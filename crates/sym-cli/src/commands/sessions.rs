use anyhow::Context;
use sym_config::SymConfig;
use sym_db::repos::{profiles, sessions};

use crate::cli::GlobalFlags;
use crate::cli::root_commands::SessionsArgs;
use crate::output::output;

/// Handle `symcheck sessions [--id ID] [--limit N]`.
pub async fn handle(args: &SessionsArgs, config: &SymConfig, flags: &GlobalFlags) -> anyhow::Result<()> {
    let db = super::open_db(config).await?;
    if let Some(id) = args.id {
        let detail = profiles::session_detail(db.conn(), id)
            .await
            .with_context(|| format!("failed to read session {id}"))?;
        db.close();
        return output(&detail, flags.format);
    }

    let recent = sessions::list_recent_sessions(db.conn(), args.limit)
        .await
        .context("failed to list sessions")?;
    db.close();
    output(&recent, flags.format)
}
//! Stub symptom analysis.
//!
//! There is no inference engine: confidence grows linearly with the number of
//! reported symptoms and the suggested conditions are a fixed slice of
//! [`CORE_CONDITIONS`].

use crate::responses::AnalysisResponse;

/// Provider name logged for each analysis.
pub const ENGINE: &str = "builtin-stub";

/// Confidence added per reported symptom.
pub const CONFIDENCE_PER_SYMPTOM: u32 = 10;

/// Upper bound on the reported confidence.
pub const MAX_CONFIDENCE: u32 = 85;

/// Number of catalog conditions returned by an analysis.
pub const SUGGESTED_CONDITIONS: usize = 3;

/// Static condition catalog served by the analysis endpoint.
pub const CORE_CONDITIONS: &[&str] = &[
    "Common Cold",
    "Influenza",
    "COVID-19",
    "Migraine",
    "Gastroenteritis",
    "Allergic Rhinitis",
    "Strep Throat",
    "Urinary Tract Infection",
    "Tension Headache",
    "Bronchitis",
];

/// `min(10 * count, 85)`, saturating for absurdly large inputs.
#[must_use]
pub fn confidence_for(symptom_count: usize) -> u32 {
    u32::try_from(symptom_count)
        .unwrap_or(u32::MAX)
        .saturating_mul(CONFIDENCE_PER_SYMPTOM)
        .min(MAX_CONFIDENCE)
}

/// Build the analysis response for a list of reported symptoms.
#[must_use]
pub fn analyze(symptoms: Vec<String>) -> AnalysisResponse {
    let confidence = confidence_for(symptoms.len());
    AnalysisResponse {
        symptoms,
        possible_conditions: CORE_CONDITIONS
            .iter()
            .take(SUGGESTED_CONDITIONS)
            .map(|c| (*c).to_string())
            .collect(),
        confidence,
    }
}
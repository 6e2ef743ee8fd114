use chrono::{DateTime, Utc};
use serde::{Deserialize, Serialize};

/// Audit record of one analysis engine invocation made on behalf of a session.
#[derive(Debug, Clone, Serialize, Deserialize, PartialEq)]
pub struct ApiCall {
    pub id: i64,
    pub session_id: i64,
    pub provider: String,
    pub endpoint: String,
    pub response_time_ms: Option<u32>,
    pub cost: Option<f64>,
    pub called_at: DateTime<Utc>,
}

#[derive(Debug, Clone, PartialEq)]
pub struct NewApiCall {
    pub session_id: i64,
    pub provider: String,
    pub endpoint: String,
    pub response_time_ms: Option<u32>,
    pub cost: Option<f64>,
}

######

Show a copy of each line from the records above in which the string "format" occurs.

            .with_context(|| format!("failed to read session {id}"))?;
        return output(&detail, flags.format);
    output(&recent, flags.format)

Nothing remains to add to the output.